For agencies, brands, and universities ready to build their own iCR8®-designed programs. Consulting. Licensing. GenAI integration by discipline.
Not every city needs 11 weeks. The iCR8® Workshop brings MGP's model to up to 30 Fellows across 4 intensive days — culminating in a live presentation to brand executives on Day 4. A live audition with a real deliverable and a clear pathway to the flagship Bootcamp.
Applications aren't open yet — but the next cohort is forming. Drop your info and you'll be first to know. Or if you're a brand or agency, let's talk about what a partnership looks like.
iCR8® Online is the full Bootcamp experience — same cohort model, same live brief, same pop-up agency structure, same presentation day — delivered entirely virtually. For the talent in markets MGP has never been able to reach: internationally, in smaller cities, in places the industry has never looked. The methodology does not change. The address does.
iCR8® On-Demand makes the iCR8® methodology accessible to anyone, anywhere, at any stage of their career. Self-paced curriculum across strategy, creative, media, and communications — rooted in the same cultural grounding and real-world discipline structure that has produced 1,000+ Fellows. For emerging talent who can't commit to a full cohort yet. For working professionals looking to sharpen a specific discipline. For organizations building individual contributor capability between cohorts.
iCR8® is going everywhere in 2027. No geography required.
In 1967, William “Bill” Sharp launched the Basic Ad Course — a program designed to develop young talent for an industry that had made clear it wasn’t looking for them. It worked. Sharp built something real, something that produced professionals the industry could no longer ignore.
Decades later, Sharp became a founding board member of the Marcus Graham Project. He brought with him not just his legacy but his learning — what worked, what didn’t, and the one thing he wished the original program had been built with: mentorship. Because when those early graduates entered the industry, they were often the only Black professionals in the room — trained for the work, but without the sustained guidance to navigate what the work actually demanded of them in those conditions.

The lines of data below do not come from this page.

//! Allocator that tracks the amount of allocated memory.

use std::alloc::{GlobalAlloc, Layout};
use std::sync::atomic::{AtomicU64, Ordering};

/// Wraps an allocator and counts bytes currently allocated through it.
pub struct Trallocator<A: GlobalAlloc>(pub A, AtomicU64);

unsafe impl<A: GlobalAlloc> GlobalAlloc for Trallocator<A> {
    unsafe fn alloc(&self, l: Layout) -> *mut u8 {
        self.1.fetch_add(l.size() as u64, Ordering::SeqCst);
        self.0.alloc(l)
    }

    unsafe fn dealloc(&self, ptr: *mut u8, l: Layout) {
        self.0.dealloc(ptr, l);
        self.1.fetch_sub(l.size() as u64, Ordering::SeqCst);
    }
}

impl<A: GlobalAlloc> Trallocator<A> {
    /// Wraps `a`.
    pub const fn new(a: A) -> Self {
        Trallocator(a, AtomicU64::new(0))
    }

    /// Resets the counter.
    pub fn reset(&self) {
        self.1.store(0, Ordering::SeqCst);
    }

    /// Bytes allocated since the last reset.
    pub fn get(&self) -> u64 {
        self.1.load(Ordering::SeqCst)
    }
}
use std::time::{Duration, UNIX_EPOCH};

use mavkit::io::{TlogReader, TlogRecord, TlogWriter};
use mavkit::protocol::{DialectTable, Encoder, MavLinkVersion, MessageValue};
use mavkit::schema::{DialectLoader, FsResolver};

fn table() -> DialectTable {
    let resolver = FsResolver::new([concat!(env!("CARGO_MANIFEST_DIR"), "/tests/definitions")]);
    DialectTable::new(&DialectLoader::new(resolver).load("common").unwrap())
}

fn attitude(time_boot_ms: u32) -> MessageValue {
    MessageValue::new(30)
        .with("time_boot_ms", time_boot_ms)
        .with("roll", 0.5f32)
        .with("pitch", 0.0f32)
        .with("yaw", -1.5f32)
        .with("rollspeed", 0.0f32)
        .with("pitchspeed", 0.0f32)
        .with("yawspeed", 0.0f32)
}

#[test]
fn replay_log_file() {
    let table = table();
    let path = std::env::temp_dir().join(format!("mavkit-{}.tlog", std::process::id()));
    let start = UNIX_EPOCH + Duration::from_secs(1_700_000_000);

    {
        let file = std::fs::File::create(&path).unwrap();
        let mut writer = TlogWriter::new(std::io::BufWriter::new(file));
        let mut v2 = Encoder::new(MavLinkVersion::V2, 1, 1);
        let mut v1 = Encoder::new(MavLinkVersion::V1, 1, 1);

        for i in 0..10u32 {
            let encoder = if i % 2 == 0 { &mut v2 } else { &mut v1 };
            let frame = encoder.encode_value(&attitude(i * 100), &table).unwrap();
            writer
                .write_frame_at(&frame, start + Duration::from_millis(i as u64 * 100))
                .unwrap();
        }
        writer.flush().unwrap();
    }

    let file = std::fs::File::open(&path).unwrap();
    let records: Vec<TlogRecord> = TlogReader::new(file, &table)
        .collect::<mavkit::errors::Result<_>>()
        .unwrap();
    std::fs::remove_file(&path).unwrap();

    assert_eq!(records.len(), 10);
    for (i, record) in records.iter().enumerate() {
        assert_eq!(record.time(), start + Duration::from_millis(i as u64 * 100));
        let frame = record.frame.as_ref().unwrap();
        let value = table.decode_frame(frame).unwrap();
        assert_eq!(value, attitude(i as u32 * 100));
    }
}
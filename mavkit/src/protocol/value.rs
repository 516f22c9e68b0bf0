use std::collections::BTreeMap;
use std::fmt::{Display, Formatter};

use crate::protocol::MessageId;

/// <sup>[`serde`](https://serde.rs)</sup>
/// Dynamically typed field value.
///
/// Used to encode and decode messages of a dialect loaded at runtime. Integer variants are
/// interchangeable as long as the value fits the declared field type.
#[derive(Clone, Debug, PartialEq)]
#[cfg_attr(feature = "serde", derive(serde::Serialize, serde::Deserialize))]
pub enum Value {
    /// Signed integer.
    Int(i64),
    /// Unsigned integer.
    UInt(u64),
    /// Floating point number.
    Float(f64),
    /// String for `char` arrays.
    Text(String),
    /// Fixed-length array.
    Array(Vec<Value>),
}

/// <sup>[`serde`](https://serde.rs)</sup>
/// Dynamically typed message: message `ID` with named field values.
#[derive(Clone, Debug, Default, PartialEq)]
#[cfg_attr(feature = "serde", derive(serde::Serialize, serde::Deserialize))]
pub struct MessageValue {
    id: MessageId,
    fields: BTreeMap<String, Value>,
}

impl Value {
    /// Numeric value as `i128` if this is an integer.
    pub fn as_i128(&self) -> Option<i128> {
        match self {
            Value::Int(v) => Some(*v as i128),
            Value::UInt(v) => Some(*v as i128),
            _ => None,
        }
    }

    /// Numeric value as `f64` for any numeric variant.
    pub fn as_f64(&self) -> Option<f64> {
        match self {
            Value::Int(v) => Some(*v as f64),
            Value::UInt(v) => Some(*v as f64),
            Value::Float(v) => Some(*v),
            _ => None,
        }
    }

    /// String slice for [`Value::Text`].
    pub fn as_str(&self) -> Option<&str> {
        match self {
            Value::Text(v) => Some(v.as_str()),
            _ => None,
        }
    }

    /// Elements of [`Value::Array`].
    pub fn as_array(&self) -> Option<&[Value]> {
        match self {
            Value::Array(v) => Some(v.as_slice()),
            _ => None,
        }
    }

    /// Short description of the variant for error messages.
    pub(crate) fn kind(&self) -> &'static str {
        match self {
            Value::Int(_) => "integer",
            Value::UInt(_) => "unsigned integer",
            Value::Float(_) => "float",
            Value::Text(_) => "text",
            Value::Array(_) => "array",
        }
    }
}

impl Display for Value {
    fn fmt(&self, f: &mut Formatter<'_>) -> std::fmt::Result {
        match self {
            Value::Int(v) => write!(f, "{v}"),
            Value::UInt(v) => write!(f, "{v}"),
            Value::Float(v) => write!(f, "{v}"),
            Value::Text(v) => write!(f, "{v:?}"),
            Value::Array(values) => {
                f.write_str("[")?;
                for (idx, value) in values.iter().enumerate() {
                    if idx > 0 {
                        f.write_str(", ")?;
                    }
                    write!(f, "{value}")?;
                }
                f.write_str("]")
            }
        }
    }
}

macro_rules! impl_from_value {
    ($variant:ident, $target:ty, [$($t:ty),*]) => {
        $(
            impl From<$t> for Value {
                fn from(value: $t) -> Self {
                    Value::$variant(value as $target)
                }
            }
        )*
    };
}

impl_from_value!(Int, i64, [i8, i16, i32, i64]);
impl_from_value!(UInt, u64, [u8, u16, u32, u64]);
impl_from_value!(Float, f64, [f32, f64]);

impl From<&str> for Value {
    fn from(value: &str) -> Self {
        Value::Text(value.to_string())
    }
}

impl From<String> for Value {
    fn from(value: String) -> Self {
        Value::Text(value)
    }
}

impl<T: Into<Value>> From<Vec<T>> for Value {
    fn from(value: Vec<T>) -> Self {
        Value::Array(value.into_iter().map(Into::into).collect())
    }
}

impl MessageValue {
    /// Creates an empty message value.
    pub fn new(id: MessageId) -> Self {
        Self {
            id,
            fields: BTreeMap::new(),
        }
    }

    /// Sets field value and returns updated message.
    ///
    /// # Usage
    ///
    /// ```rust
    /// use mavkit::protocol::{MessageValue, Value};
    ///
    /// let heartbeat = MessageValue::new(0)
    ///     .with("type", 6u8)
    ///     .with("custom_mode", 0u32);
    ///
    /// assert_eq!(heartbeat.get("type"), Some(&Value::UInt(6)));
    /// ```
    pub fn with(mut self, field: impl Into<String>, value: impl Into<Value>) -> Self {
        self.set(field, value);
        self
    }

    /// Sets field value.
    pub fn set(&mut self, field: impl Into<String>, value: impl Into<Value>) {
        self.fields.insert(field.into(), value.into());
    }

    /// Message `ID`.
    #[inline]
    pub fn id(&self) -> MessageId {
        self.id
    }

    /// Field value.
    pub fn get(&self, field: &str) -> Option<&Value> {
        self.fields.get(field)
    }

    /// Fields ordered by name.
    pub fn fields(&self) -> impl Iterator<Item = (&str, &Value)> {
        self.fields.iter().map(|(k, v)| (k.as_str(), v))
    }

    pub(crate) fn field_map(&self) -> &BTreeMap<String, Value> {
        &self.fields
    }
}
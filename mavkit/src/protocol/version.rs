use std::fmt::{Display, Formatter};

use crate::protocol::consts::{HEADER_V1_SIZE, HEADER_V2_SIZE, STX_V1, STX_V2};

/// <sup>[`serde`](https://serde.rs)</sup>
/// MAVLink protocol version.
#[derive(Copy, Clone, Debug, Default, PartialEq, Eq, Hash, PartialOrd, Ord)]
#[cfg_attr(feature = "serde", derive(serde::Serialize, serde::Deserialize))]
pub enum MavLinkVersion {
    /// `MAVLink 1`: 8-bit message IDs, no extension fields, no signing.
    V1,
    /// `MAVLink 2`: 24-bit message IDs, payload truncation, extension fields, and signing.
    #[default]
    V2,
}

impl MavLinkVersion {
    /// Packet start marker.
    #[inline]
    pub fn marker(&self) -> u8 {
        match self {
            MavLinkVersion::V1 => STX_V1,
            MavLinkVersion::V2 => STX_V2,
        }
    }

    /// Header size including the start marker.
    #[inline]
    pub fn header_size(&self) -> usize {
        match self {
            MavLinkVersion::V1 => HEADER_V1_SIZE,
            MavLinkVersion::V2 => HEADER_V2_SIZE,
        }
    }

    /// Detects protocol version by packet start marker.
    pub fn from_marker(marker: u8) -> Option<Self> {
        match marker {
            STX_V1 => Some(MavLinkVersion::V1),
            STX_V2 => Some(MavLinkVersion::V2),
            _ => None,
        }
    }
}

impl Display for MavLinkVersion {
    fn fmt(&self, f: &mut Formatter<'_>) -> std::fmt::Result {
        match self {
            MavLinkVersion::V1 => f.write_str("MAVLink 1"),
            MavLinkVersion::V2 => f.write_str("MAVLink 2"),
        }
    }
}
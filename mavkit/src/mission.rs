//! # Waypoint files
//!
//! Reads and writes missions in the `QGC WPL 110` text format used by ground control stations.
//! Legacy `QGC WPL 100` missions, plain fence point lists, and `RALLY` point files are read as
//! well. Lists are always written as `QGC WPL 110`.
//!
//! ```rust
//! use mavkit::mission::WaypointList;
//!
//! let text = "QGC WPL 110\n\
//!     0\t1\t0\t16\t0\t0\t0\t0\t47.39\t8.54\t488.0\t1\n\
//!     ## climb\n\
//!     1\t0\t3\t22\t0\t0\t0\t0\t0\t0\t20\t1\n";
//!
//! let mission: WaypointList = text.parse().unwrap();
//! assert_eq!(mission.len(), 2);
//! assert_eq!(mission.item(1).unwrap().command, 22);
//! assert_eq!(mission.item(1).unwrap().comment.as_deref(), Some("climb"));
//! ```

use std::fmt::Write as _;
use std::path::Path;
use std::str::FromStr;

use crate::consts::{FENCE_MIN_POINTS, WAYPOINT_FILE_HEADER, WAYPOINT_FILE_HEADER_V100};
use crate::errors::MissionError;
use crate::prelude::*;
use crate::protocol::{ComponentId, MessageId, MessageValue, SystemId};

/// `MISSION_ITEM` message `ID`.
pub const MISSION_ITEM_ID: MessageId = 39;
/// `MAV_CMD_NAV_WAYPOINT` command.
pub const MAV_CMD_NAV_WAYPOINT: u16 = 16;
/// `MAV_CMD_NAV_LOITER_UNLIM` command.
pub const MAV_CMD_NAV_LOITER_UNLIM: u16 = 17;
/// `MAV_CMD_NAV_RETURN_TO_LAUNCH` command.
pub const MAV_CMD_NAV_RETURN_TO_LAUNCH: u16 = 20;
/// `MAV_CMD_NAV_LAND` command.
pub const MAV_CMD_NAV_LAND: u16 = 21;
/// `MAV_CMD_NAV_TAKEOFF` command.
pub const MAV_CMD_NAV_TAKEOFF: u16 = 22;
/// `MAV_CMD_NAV_FENCE_RETURN_POINT` command.
pub const MAV_CMD_NAV_FENCE_RETURN_POINT: u16 = 5000;
/// `MAV_CMD_NAV_FENCE_POLYGON_VERTEX_INCLUSION` command.
pub const MAV_CMD_NAV_FENCE_POLYGON_VERTEX_INCLUSION: u16 = 5001;
/// `MAV_CMD_NAV_RALLY_POINT` command.
pub const MAV_CMD_NAV_RALLY_POINT: u16 = 5100;

const MAV_FRAME_GLOBAL: u8 = 0;
const MAV_FRAME_GLOBAL_RELATIVE_ALT: u8 = 3;

const COLUMNS: usize = 12;
const COLUMNS_V100: usize = 13;
const RALLY_COLUMNS: usize = 7;
const RALLY_KEYWORD: &str = "RALLY";

/// <sup>[`serde`](https://serde.rs)</sup>
/// Kind of items a [`WaypointList`] holds (`MAV_MISSION_TYPE`).
#[derive(Copy, Clone, Debug, Default, PartialEq, Eq, Hash)]
#[cfg_attr(feature = "serde", derive(serde::Serialize, serde::Deserialize))]
pub enum MissionType {
    /// Navigation and action items.
    #[default]
    Mission,
    /// Geofence points.
    Fence,
    /// Rally points.
    Rally,
}

impl MissionType {
    /// Value of the `mission_type` message field.
    pub fn as_u8(self) -> u8 {
        match self {
            MissionType::Mission => 0,
            MissionType::Fence => 1,
            MissionType::Rally => 2,
        }
    }
}

/// <sup>[`serde`](https://serde.rs)</sup>
/// Single mission item.
#[derive(Clone, Debug, Default, PartialEq)]
#[cfg_attr(feature = "serde", derive(serde::Serialize, serde::Deserialize))]
pub struct MissionItem {
    /// Position in the mission. Maintained by [`WaypointList`].
    pub seq: u16,
    /// `1` for the current item.
    pub current: u8,
    /// Coordinate frame (`MAV_FRAME`).
    pub frame: u8,
    /// Command (`MAV_CMD`).
    pub command: u16,
    /// Command parameter 1.
    pub param1: f64,
    /// Command parameter 2.
    pub param2: f64,
    /// Command parameter 3.
    pub param3: f64,
    /// Command parameter 4.
    pub param4: f64,
    /// Latitude or local X.
    pub x: f64,
    /// Longitude or local Y.
    pub y: f64,
    /// Altitude or local Z.
    pub z: f64,
    /// `1` to continue to the next item automatically.
    pub autocontinue: u8,
    /// Comment written above the item.
    pub comment: Option<String>,
}

/// <sup>[`serde`](https://serde.rs)</sup>
/// Ordered list of mission items.
///
/// Item sequence numbers always match their positions.
#[derive(Clone, Debug, Default, PartialEq)]
#[cfg_attr(feature = "serde", derive(serde::Serialize, serde::Deserialize))]
pub struct WaypointList {
    items: Vec<MissionItem>,
    mission_type: MissionType,
}

impl MissionItem {
    /// Creates a navigation waypoint at the given position.
    pub fn waypoint(frame: u8, x: f64, y: f64, z: f64) -> Self {
        Self {
            frame,
            command: MAV_CMD_NAV_WAYPOINT,
            x,
            y,
            z,
            autocontinue: 1,
            ..Default::default()
        }
    }

    /// Converts item into a dynamic `MISSION_ITEM` message.
    ///
    /// Encode the result with a [`DialectTable`](crate::protocol::DialectTable) built from a dialect
    /// that includes `common.xml`.
    pub fn to_message_value(
        &self,
        target_system: SystemId,
        target_component: ComponentId,
        mission_type: u8,
    ) -> MessageValue {
        MessageValue::new(MISSION_ITEM_ID)
            .with("target_system", target_system)
            .with("target_component", target_component)
            .with("seq", self.seq)
            .with("frame", self.frame)
            .with("command", self.command)
            .with("current", self.current)
            .with("autocontinue", self.autocontinue)
            .with("param1", self.param1)
            .with("param2", self.param2)
            .with("param3", self.param3)
            .with("param4", self.param4)
            .with("x", self.x)
            .with("y", self.y)
            .with("z", self.z)
            .with("mission_type", mission_type)
    }

    fn parse_line(line_no: usize, line: &str) -> core::result::Result<Self, MissionError> {
        let columns = split_columns(line_no, line, COLUMNS)?;

        Ok(Self {
            seq: num(line_no, columns[0])?,
            current: num(line_no, columns[1])?,
            frame: num(line_no, columns[2])?,
            command: num(line_no, columns[3])?,
            param1: num(line_no, columns[4])?,
            param2: num(line_no, columns[5])?,
            param3: num(line_no, columns[6])?,
            param4: num(line_no, columns[7])?,
            x: num(line_no, columns[8])?,
            y: num(line_no, columns[9])?,
            z: num(line_no, columns[10])?,
            autocontinue: num(line_no, columns[11])?,
            comment: None,
        })
    }

    /// Parses a `QGC WPL 100` line: `seq frame action p3 p4 p1 p2 current lon lat alt - autocontinue`.
    fn parse_line_v100(line_no: usize, line: &str) -> core::result::Result<Self, MissionError> {
        let columns = split_columns(line_no, line, COLUMNS_V100)?;

        let action: u16 = num(line_no, columns[2])?;
        let command = match action {
            2 | 24 => MAV_CMD_NAV_TAKEOFF,
            3 => MAV_CMD_NAV_RETURN_TO_LAUNCH,
            4 | 26 => MAV_CMD_NAV_LAND,
            25 => MAV_CMD_NAV_WAYPOINT,
            27 => MAV_CMD_NAV_LOITER_UNLIM,
            _ => {
                return Err(MissionError::UnknownAction {
                    line: line_no,
                    action,
                })
            }
        };

        Ok(Self {
            seq: num(line_no, columns[0])?,
            current: num(line_no, columns[7])?,
            frame: num(line_no, columns[1])?,
            command,
            param1: num(line_no, columns[5])?,
            param2: num(line_no, columns[6])?,
            param3: num(line_no, columns[3])?,
            param4: num(line_no, columns[4])?,
            x: num(line_no, columns[9])?,
            y: num(line_no, columns[8])?,
            z: num(line_no, columns[10])?,
            autocontinue: num(line_no, columns[12])?,
            comment: None,
        })
    }

    fn location(frame: u8, command: u16, x: f64, y: f64, z: f64) -> Self {
        Self {
            frame,
            command,
            x,
            y,
            z,
            ..Default::default()
        }
    }
}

That insight became a structural commitment of the iCR8® Methodology. Every Fellow is paired with a senior industry professional who stays engaged throughout the program and beyond. Not as a formality. As a direct response to the gap Sharp identified — and lived long enough to help correct.
MGP did not inherit Bill Sharp’s work. He helped build the next version of it. The iCR8® Methodology is what that collaboration produced. And it rests on two pillars.
Most training programs are designed to produce output. The iCR8® Methodology is designed to produce people. The difference is the pedagogy.
The Pedagogy of Fraternity is an educational philosophy built on a simple and radical premise: how you learn together shapes who you become professionally. It moves beyond the transfer of skills and into the development of the whole person — the practitioner and the human being behind the work.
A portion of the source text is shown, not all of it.